であるからして悶えるのも必然だった、という訳だー
その後、昇りきった血の気が平常に戻り着衣と髪の乱れを整えて扉をそろりと開き、
先の男性と再び顔を合わせるまで。
ルシェルディアは40分もの時間を要したのだった。
※ ※ ※
努めて平静を装って、貴族令嬢らしく(?)笑みを浮かべた(しかし酷くぎこちない)ルシェルディア。

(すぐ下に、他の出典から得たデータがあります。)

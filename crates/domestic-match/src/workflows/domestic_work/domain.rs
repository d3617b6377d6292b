use std::collections::BTreeMap;
use std::fmt;
use std::str::FromStr;

use chrono::{DateTime, NaiveDate, Utc};
use serde::{Deserialize, Serialize};

/// Largest image accepted for any attachment slot.
pub const MAX_IMAGE_BYTES: usize = 4 * 1024 * 1024;

/// Identifier the backend assigns to a persisted employer registration.
#[derive(Debug, Clone, PartialEq, Eq, Hash, Serialize, Deserialize)]
#[serde(transparent)]
pub struct RegistrationId(pub String);

impl fmt::Display for RegistrationId {
    fn fmt(&self, f: &mut fmt::Formatter<'_>) -> fmt::Result {
        f.write_str(&self.0)
    }
}

/// Identifier of a housekeeper listed in the directory.
#[derive(Debug, Clone, PartialEq, Eq, Hash, PartialOrd, Ord, Serialize, Deserialize)]
#[serde(transparent)]
pub struct CandidateId(pub String);

impl fmt::Display for CandidateId {
    fn fmt(&self, f: &mut fmt::Formatter<'_>) -> fmt::Result {
        f.write_str(&self.0)
    }
}

/// Screens of the employer registration wizard, in order.
#[derive(Debug, Clone, Copy, PartialEq, Eq, Hash, PartialOrd, Ord, Serialize, Deserialize)]
#[serde(rename_all = "snake_case")]
pub enum WizardStep {
    Identity,
    Location,
    Preferences,
    Selection,
}

impl WizardStep {
    pub const fn ordered() -> [Self; 4] {
        [
            Self::Identity,
            Self::Location,
            Self::Preferences,
            Self::Selection,
        ]
    }

    pub const fn number(self) -> u8 {
        match self {
            Self::Identity => 1,
            Self::Location => 2,
            Self::Preferences => 3,
            Self::Selection => 4,
        }
    }

    pub const fn label(self) -> &'static str {
        match self {
            Self::Identity => "Personal information",
            Self::Location => "Location",
            Self::Preferences => "Preferences",
            Self::Selection => "Housekeeper selection",
        }
    }

    /// The following step, capped at `Selection`.
    pub const fn next(self) -> Self {
        match self {
            Self::Identity => Self::Location,
            Self::Location => Self::Preferences,
            Self::Preferences | Self::Selection => Self::Selection,
        }
    }

    /// The preceding step, floored at `Identity`.
    pub const fn previous(self) -> Self {
        match self {
            Self::Identity | Self::Location => Self::Identity,
            Self::Preferences => Self::Location,
            Self::Selection => Self::Preferences,
        }
    }
}

impl fmt::Display for WizardStep {
    fn fmt(&self, f: &mut fmt::Formatter<'_>) -> fmt::Result {
        write!(f, "step {} ({})", self.number(), self.label())
    }
}

/// Who the employer is and how to reach them.
#[derive(Debug, Clone, Default, PartialEq, Eq, Serialize, Deserialize)]
pub struct IdentityDetails {
    pub full_name: String,
    pub phone_number: String,
    pub national_id: String,
    pub email: String,
}

/// Administrative address, from province down to village.
#[derive(Debug, Clone, Default, PartialEq, Eq, Serialize, Deserialize)]
pub struct LocationDetails {
    pub province: String,
    pub district: String,
    pub sector: String,
    pub cell: String,
    pub village: String,
}

/// What the employer offers and expects from a housekeeper.
#[derive(Debug, Clone, Default, PartialEq, Eq, Serialize, Deserialize)]
pub struct PreferenceDetails {
    pub salary_range: String,
    pub tasks: Vec<String>,
    pub vacation_days: Option<u16>,
    pub partner_number: String,
    pub church_name: String,
}

/// Image slots accepted alongside a registration.
#[derive(Debug, Clone, Copy, PartialEq, Eq, Hash, PartialOrd, Ord, Serialize, Deserialize)]
#[serde(rename_all = "snake_case")]
pub enum AttachmentKind {
    Profile,
    Passport,
    FullBody,
    NationalId,
}

impl AttachmentKind {
    pub const fn ordered() -> [Self; 4] {
        [Self::Profile, Self::Passport, Self::FullBody, Self::NationalId]
    }

    /// Multipart field name the backend expects for this slot.
    pub const fn form_field(self) -> &'static str {
        match self {
            Self::Profile => "profile_image",
            Self::Passport => "passport_image",
            Self::FullBody => "full_body_image",
            Self::NationalId => "national_id_image",
        }
    }
}

impl FromStr for AttachmentKind {
    type Err = String;

    fn from_str(raw: &str) -> Result<Self, Self::Err> {
        match raw.trim().to_ascii_lowercase().replace('-', "_").as_str() {
            "profile" | "profile_image" => Ok(Self::Profile),
            "passport" | "passport_image" => Ok(Self::Passport),
            "full_body" | "full_body_image" => Ok(Self::FullBody),
            "national_id" | "national_id_image" | "id" => Ok(Self::NationalId),
            other => Err(format!("unknown attachment kind '{other}'")),
        }
    }
}

/// Rejections raised while accepting an image attachment.
#[derive(Debug, thiserror::Error)]
pub enum AttachmentError {
    #[error("attachment '{file_name}' is empty")]
    Empty { file_name: String },
    #[error("attachment '{file_name}' has content type '{content_type}', expected image/*")]
    NotAnImage {
        file_name: String,
        content_type: String,
    },
    #[error("attachment '{file_name}' is {size} bytes, limit is {limit} bytes")]
    TooLarge {
        file_name: String,
        size: usize,
        limit: usize,
    },
}

/// Binary image held in memory until the registration is submitted.
#[derive(Clone, PartialEq, Eq)]
pub struct ImageAttachment {
    file_name: String,
    content_type: String,
    bytes: Vec<u8>,
}

impl ImageAttachment {
    pub fn new(
        file_name: impl Into<String>,
        content_type: impl Into<String>,
        bytes: Vec<u8>,
    ) -> Result<Self, AttachmentError> {
        let file_name = file_name.into();
        let content_type = content_type.into();

        if bytes.is_empty() {
            return Err(AttachmentError::Empty { file_name });
        }

        let is_image = content_type
            .parse::<mime::Mime>()
            .map(|parsed| parsed.type_() == mime::IMAGE)
            .unwrap_or(false);
        if !is_image {
            return Err(AttachmentError::NotAnImage {
                file_name,
                content_type,
            });
        }

        if bytes.len() > MAX_IMAGE_BYTES {
            return Err(AttachmentError::TooLarge {
                file_name,
                size: bytes.len(),
                limit: MAX_IMAGE_BYTES,
            });
        }

        Ok(Self {
            file_name,
            content_type,
            bytes,
        })
    }

    pub fn file_name(&self) -> &str {
        &self.file_name
    }

    pub fn content_type(&self) -> &str {
        &self.content_type
    }

    pub fn bytes(&self) -> &[u8] {
        &self.bytes
    }
}

impl fmt::Debug for ImageAttachment {
    fn fmt(&self, f: &mut fmt::Formatter<'_>) -> fmt::Result {
        f.debug_struct("ImageAttachment")
            .field("file_name", &self.file_name)
            .field("content_type", &self.content_type)
            .field("size", &self.bytes.len())
            .finish()
    }
}

/// Registration payload accumulated across the data-entry steps.
///
/// Attachments are kept out of the serialized form; they travel as multipart
/// parts and are never written into a persisted draft.
#[derive(Debug, Clone, Default, PartialEq, Eq, Serialize, Deserialize)]
pub struct RegistrationDraft {
    #[serde(default)]
    pub identity: IdentityDetails,
    #[serde(default)]
    pub location: LocationDetails,
    #[serde(default)]
    pub preferences: PreferenceDetails,
    #[serde(skip)]
    pub attachments: BTreeMap<AttachmentKind, ImageAttachment>,
}

impl RegistrationDraft {
    pub fn is_blank(&self) -> bool {
        *self == Self::default()
    }
}

#[derive(Debug, Clone, Copy, PartialEq, Eq, Hash, Serialize, Deserialize)]
#[serde(rename_all = "lowercase")]
pub enum Gender {
    Male,
    Female,
}

impl Gender {
    pub const fn label(self) -> &'static str {
        match self {
            Self::Male => "male",
            Self::Female => "female",
        }
    }
}

impl FromStr for Gender {
    type Err = String;

    fn from_str(raw: &str) -> Result<Self, Self::Err> {
        match raw.trim().to_ascii_lowercase().as_str() {
            "male" | "m" => Ok(Self::Male),
            "female" | "f" => Ok(Self::Female),
            other => Err(format!("unknown gender '{other}'")),
        }
    }
}

/// Whether a housekeeper can currently be chosen.
#[derive(Debug, Clone, Copy, PartialEq, Eq, Serialize, Deserialize)]
#[serde(rename_all = "snake_case")]
pub enum AvailabilityStatus {
    Available,
    Hired,
    Inactive,
}

impl AvailabilityStatus {
    pub const fn label(self) -> &'static str {
        match self {
            Self::Available => "available",
            Self::Hired => "hired",
            Self::Inactive => "inactive",
        }
    }
}

impl FromStr for AvailabilityStatus {
    type Err = String;

    fn from_str(raw: &str) -> Result<Self, Self::Err> {
        match raw.trim().to_ascii_lowercase().as_str() {
            "available" => Ok(Self::Available),
            "hired" => Ok(Self::Hired),
            "inactive" => Ok(Self::Inactive),
            other => Err(format!("unknown availability status '{other}'")),
        }
    }
}

#[derive(Debug, Clone, Default, PartialEq, Eq, Serialize, Deserialize)]
pub struct CandidateLocation {
    #[serde(default)]
    pub district: String,
    #[serde(default)]
    pub sector: String,
}

#[derive(Debug, Clone, Default, PartialEq, Eq, Serialize, Deserialize)]
pub struct CandidatePreferences {
    #[serde(default)]
    pub salary_range: Option<String>,
    #[serde(default)]
    pub tasks: Vec<String>,
}

/// One housekeeper as listed by the backend directory. Read-only here.
#[derive(Debug, Clone, PartialEq, Eq, Serialize, Deserialize)]
pub struct CandidateRecord {
    pub id: CandidateId,
    pub display_name: String,
    #[serde(default)]
    pub date_of_birth: Option<NaiveDate>,
    pub gender: Gender,
    pub availability: AvailabilityStatus,
    #[serde(default)]
    pub location: CandidateLocation,
    #[serde(default)]
    pub preferences: CandidatePreferences,
}

impl CandidateRecord {
    pub fn is_available(&self) -> bool {
        self.availability == AvailabilityStatus::Available
    }
}

/// Acknowledgement that the backend recorded an employer's selection.
#[derive(Debug, Clone, PartialEq, Eq, Serialize, Deserialize)]
pub struct SelectionReceipt {
    pub registration_id: RegistrationId,
    pub candidate_ids: Vec<CandidateId>,
    pub accepted_at: DateTime<Utc>,
}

部屋へと招き入れて部屋に用意されていた椅子へ座るよう促し、
着席したその男性の顔をチラリと見遣る。
男性は平静そのもののようだが、やはりどこか気まずそうな気配を漂わせていた。
(うう……き、気まずいですぅ……)
丸いテーブルを挟んで対面で座りながら、テーブルの下でもじもじと所在なさげに手を動かしてはいたものの、さてどうしたものかと彼女らしくもないことに気を揉んでいると。
それを察してくれたのか、男性の方から言葉を発してくれた。
「…先程は、突然の訪問をすまなかった、な」
「は…い、いえこちらこそ!
ご挨拶が遅れました私ルシェルディアと申します!!
それでその、……貴方様は?
私になにかご用がおありで……?」
少しばかり早口で名乗りを上げると、当初の問いを告げる。
と、言いにくそうに口を小さく開閉する男性。
何やら煮えきらないその様子に最初は辛抱強く返答を待っていたものの、
そこはそれ彼女は非常識少女。
次第に思考は明後日の方角へと突き進んでいく。
(どうされたのかしら?余程言いにくい用件、なの?
国王陛下からの伝言、それとも宰相閣下からの?いや、………。
はっ!?
もしや、この部屋、私に用意された部屋じゃない!!?
そうよきっとこの部屋は彼の部屋!!
元々別の部屋だったし!!
きっと、自分の部屋に見知らぬ女がはしたない格好で突っ立っていたから
抗議したかったのでは!?)
すわ当たりか!?と1人で勘違い→納得→愕然と流れるように思考を加速させ、
次第に申し訳なさでいっぱいに!!
尚も口を開いては閉じ、を繰り返しながらも沈黙を続ける彼に、あわわわと動揺したルシェルディアは一先ずさっさと謝罪してこの部屋を去ることを決意した。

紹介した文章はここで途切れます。